PROBLEM: All lines up to and including the one that contains "use crate::domain::model::*;" are to be transcribed exactly, starting from the first line of the records.

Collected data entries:
=== Begin Enclosure ===
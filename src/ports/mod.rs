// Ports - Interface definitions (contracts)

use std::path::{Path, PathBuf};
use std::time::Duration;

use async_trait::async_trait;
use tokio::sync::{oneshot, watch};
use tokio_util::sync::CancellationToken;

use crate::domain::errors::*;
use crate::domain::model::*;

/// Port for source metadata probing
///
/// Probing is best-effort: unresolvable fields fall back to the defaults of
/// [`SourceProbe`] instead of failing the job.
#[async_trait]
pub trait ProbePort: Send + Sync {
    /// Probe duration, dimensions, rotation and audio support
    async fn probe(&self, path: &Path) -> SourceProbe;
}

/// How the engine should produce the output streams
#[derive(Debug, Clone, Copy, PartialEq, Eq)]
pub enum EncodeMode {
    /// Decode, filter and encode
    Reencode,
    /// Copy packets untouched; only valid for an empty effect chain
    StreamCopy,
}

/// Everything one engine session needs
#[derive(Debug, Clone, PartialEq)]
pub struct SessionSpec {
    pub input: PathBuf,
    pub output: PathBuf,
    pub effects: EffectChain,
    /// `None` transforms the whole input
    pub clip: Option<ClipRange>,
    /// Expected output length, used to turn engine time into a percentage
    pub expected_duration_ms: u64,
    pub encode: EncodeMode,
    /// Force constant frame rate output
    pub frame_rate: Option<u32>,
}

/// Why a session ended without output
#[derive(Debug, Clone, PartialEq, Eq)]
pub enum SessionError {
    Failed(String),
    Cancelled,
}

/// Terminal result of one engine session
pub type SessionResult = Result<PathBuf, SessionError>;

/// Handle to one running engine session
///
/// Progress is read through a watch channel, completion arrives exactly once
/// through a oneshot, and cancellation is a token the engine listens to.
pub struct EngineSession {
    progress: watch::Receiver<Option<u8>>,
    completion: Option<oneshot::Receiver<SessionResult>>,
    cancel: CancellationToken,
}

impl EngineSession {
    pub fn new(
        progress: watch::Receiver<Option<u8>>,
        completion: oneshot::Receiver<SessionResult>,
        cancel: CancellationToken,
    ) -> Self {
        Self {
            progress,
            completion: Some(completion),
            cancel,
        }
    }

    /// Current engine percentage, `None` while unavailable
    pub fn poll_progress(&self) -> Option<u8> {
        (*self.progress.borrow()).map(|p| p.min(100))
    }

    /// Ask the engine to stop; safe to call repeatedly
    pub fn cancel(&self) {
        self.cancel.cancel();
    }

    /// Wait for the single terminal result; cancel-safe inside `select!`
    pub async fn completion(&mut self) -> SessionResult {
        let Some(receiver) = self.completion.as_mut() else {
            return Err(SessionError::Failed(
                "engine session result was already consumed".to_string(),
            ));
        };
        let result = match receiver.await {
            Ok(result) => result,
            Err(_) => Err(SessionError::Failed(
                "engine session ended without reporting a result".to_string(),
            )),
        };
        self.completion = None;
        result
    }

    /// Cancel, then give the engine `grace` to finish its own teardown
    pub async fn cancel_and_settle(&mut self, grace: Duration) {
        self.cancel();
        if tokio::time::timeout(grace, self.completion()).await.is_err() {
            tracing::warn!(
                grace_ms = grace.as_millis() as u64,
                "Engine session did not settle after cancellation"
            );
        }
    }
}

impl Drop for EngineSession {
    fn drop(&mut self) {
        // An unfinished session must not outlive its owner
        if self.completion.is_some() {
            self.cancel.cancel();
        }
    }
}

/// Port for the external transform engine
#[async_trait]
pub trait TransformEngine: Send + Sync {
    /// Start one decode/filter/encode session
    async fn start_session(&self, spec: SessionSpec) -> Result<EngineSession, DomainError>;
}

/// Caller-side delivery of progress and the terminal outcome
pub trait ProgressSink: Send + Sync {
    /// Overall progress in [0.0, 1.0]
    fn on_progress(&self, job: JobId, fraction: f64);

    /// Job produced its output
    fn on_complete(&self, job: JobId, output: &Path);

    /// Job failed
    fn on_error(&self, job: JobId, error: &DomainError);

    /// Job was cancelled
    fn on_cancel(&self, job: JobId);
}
=== End Enclosure ===
OUTPUT OF THE EXERCISE:
filename src/ports/mod.rs
// Ports - Interface definitions (contracts)

use std::path::{Path, PathBuf};
use std::time::Duration;

use async_trait::async_trait;
use tokio::sync::{oneshot, watch};
use tokio_util::sync::CancellationToken;

use crate::domain::errors::*;
use crate::domain::model::*;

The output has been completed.